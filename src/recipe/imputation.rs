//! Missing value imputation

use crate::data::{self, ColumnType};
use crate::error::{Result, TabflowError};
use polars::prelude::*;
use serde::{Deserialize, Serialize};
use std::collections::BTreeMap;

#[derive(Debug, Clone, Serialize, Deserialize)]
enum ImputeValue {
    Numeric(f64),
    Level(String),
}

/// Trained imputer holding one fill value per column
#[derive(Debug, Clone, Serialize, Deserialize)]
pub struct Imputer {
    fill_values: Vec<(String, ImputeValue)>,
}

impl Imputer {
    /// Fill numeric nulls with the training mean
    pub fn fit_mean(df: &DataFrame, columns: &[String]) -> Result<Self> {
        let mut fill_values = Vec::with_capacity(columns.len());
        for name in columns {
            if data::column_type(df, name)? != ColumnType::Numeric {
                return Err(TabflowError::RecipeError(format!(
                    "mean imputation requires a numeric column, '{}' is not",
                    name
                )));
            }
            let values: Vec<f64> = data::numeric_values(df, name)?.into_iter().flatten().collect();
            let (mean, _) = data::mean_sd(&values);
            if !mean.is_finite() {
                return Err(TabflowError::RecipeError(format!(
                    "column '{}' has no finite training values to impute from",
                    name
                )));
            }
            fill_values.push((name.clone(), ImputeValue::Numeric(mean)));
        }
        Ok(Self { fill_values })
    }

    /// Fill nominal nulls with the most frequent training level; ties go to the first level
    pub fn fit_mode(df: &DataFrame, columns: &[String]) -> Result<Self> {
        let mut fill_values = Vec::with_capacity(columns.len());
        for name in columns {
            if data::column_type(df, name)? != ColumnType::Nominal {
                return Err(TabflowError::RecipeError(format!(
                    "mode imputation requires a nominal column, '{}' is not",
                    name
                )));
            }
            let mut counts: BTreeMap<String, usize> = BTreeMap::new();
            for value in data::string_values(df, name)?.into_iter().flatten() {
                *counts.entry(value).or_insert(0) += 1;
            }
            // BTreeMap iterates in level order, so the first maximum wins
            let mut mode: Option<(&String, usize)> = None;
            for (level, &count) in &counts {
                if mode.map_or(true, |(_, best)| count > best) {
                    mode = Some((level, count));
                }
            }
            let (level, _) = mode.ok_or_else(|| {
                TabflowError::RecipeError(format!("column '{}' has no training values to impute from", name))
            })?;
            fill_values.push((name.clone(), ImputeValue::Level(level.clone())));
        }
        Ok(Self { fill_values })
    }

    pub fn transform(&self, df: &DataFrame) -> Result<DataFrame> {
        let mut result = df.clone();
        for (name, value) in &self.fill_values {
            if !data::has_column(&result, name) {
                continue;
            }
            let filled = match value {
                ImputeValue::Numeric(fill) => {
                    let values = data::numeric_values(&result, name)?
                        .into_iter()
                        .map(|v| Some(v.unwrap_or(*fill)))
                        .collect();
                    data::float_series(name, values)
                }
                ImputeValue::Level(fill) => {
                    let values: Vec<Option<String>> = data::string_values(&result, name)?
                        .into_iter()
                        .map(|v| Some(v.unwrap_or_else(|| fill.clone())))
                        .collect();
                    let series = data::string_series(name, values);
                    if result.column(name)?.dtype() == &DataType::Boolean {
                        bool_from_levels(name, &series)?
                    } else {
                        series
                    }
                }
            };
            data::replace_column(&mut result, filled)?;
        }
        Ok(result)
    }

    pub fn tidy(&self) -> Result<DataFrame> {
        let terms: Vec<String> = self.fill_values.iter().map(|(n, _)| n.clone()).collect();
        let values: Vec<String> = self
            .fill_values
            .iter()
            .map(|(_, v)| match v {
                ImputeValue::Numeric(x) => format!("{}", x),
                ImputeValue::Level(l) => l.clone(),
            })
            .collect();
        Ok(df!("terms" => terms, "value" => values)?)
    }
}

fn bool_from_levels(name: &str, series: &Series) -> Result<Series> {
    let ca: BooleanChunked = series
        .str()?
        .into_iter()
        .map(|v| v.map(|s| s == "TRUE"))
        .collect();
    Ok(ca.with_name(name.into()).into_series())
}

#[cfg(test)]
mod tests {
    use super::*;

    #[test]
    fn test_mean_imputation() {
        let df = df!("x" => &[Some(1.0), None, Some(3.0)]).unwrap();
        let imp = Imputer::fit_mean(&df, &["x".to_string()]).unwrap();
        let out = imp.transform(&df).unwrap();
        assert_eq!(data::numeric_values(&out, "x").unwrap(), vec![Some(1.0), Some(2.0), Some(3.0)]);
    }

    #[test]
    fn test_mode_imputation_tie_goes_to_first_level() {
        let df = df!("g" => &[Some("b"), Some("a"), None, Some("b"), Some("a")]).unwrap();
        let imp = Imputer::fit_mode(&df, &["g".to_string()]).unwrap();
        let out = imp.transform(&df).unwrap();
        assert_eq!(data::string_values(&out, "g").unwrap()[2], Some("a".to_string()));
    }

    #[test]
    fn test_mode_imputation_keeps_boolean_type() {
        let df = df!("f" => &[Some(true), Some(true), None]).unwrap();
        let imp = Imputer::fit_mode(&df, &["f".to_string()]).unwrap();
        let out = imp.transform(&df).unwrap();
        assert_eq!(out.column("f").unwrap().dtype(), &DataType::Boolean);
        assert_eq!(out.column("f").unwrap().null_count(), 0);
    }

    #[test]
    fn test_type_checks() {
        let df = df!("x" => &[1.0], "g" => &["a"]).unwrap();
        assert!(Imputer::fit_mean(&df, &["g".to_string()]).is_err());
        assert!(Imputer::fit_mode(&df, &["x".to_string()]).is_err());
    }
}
════════════════════
◆ ASSIGNMENT ◆
Check the listing above for "None". Show every line where it turns up.

◆ RESULT OF THIS EXERCISE ◆
            let mut mode: Option<(&String, usize)> = None;
        let df = df!("x" => &[Some(1.0), None, Some(3.0)]).unwrap();
        let df = df!("g" => &[Some("b"), Some("a"), None, Some("b"), Some("a")]).unwrap();
        let df = df!("f" => &[Some(true), Some(true), None]).unwrap();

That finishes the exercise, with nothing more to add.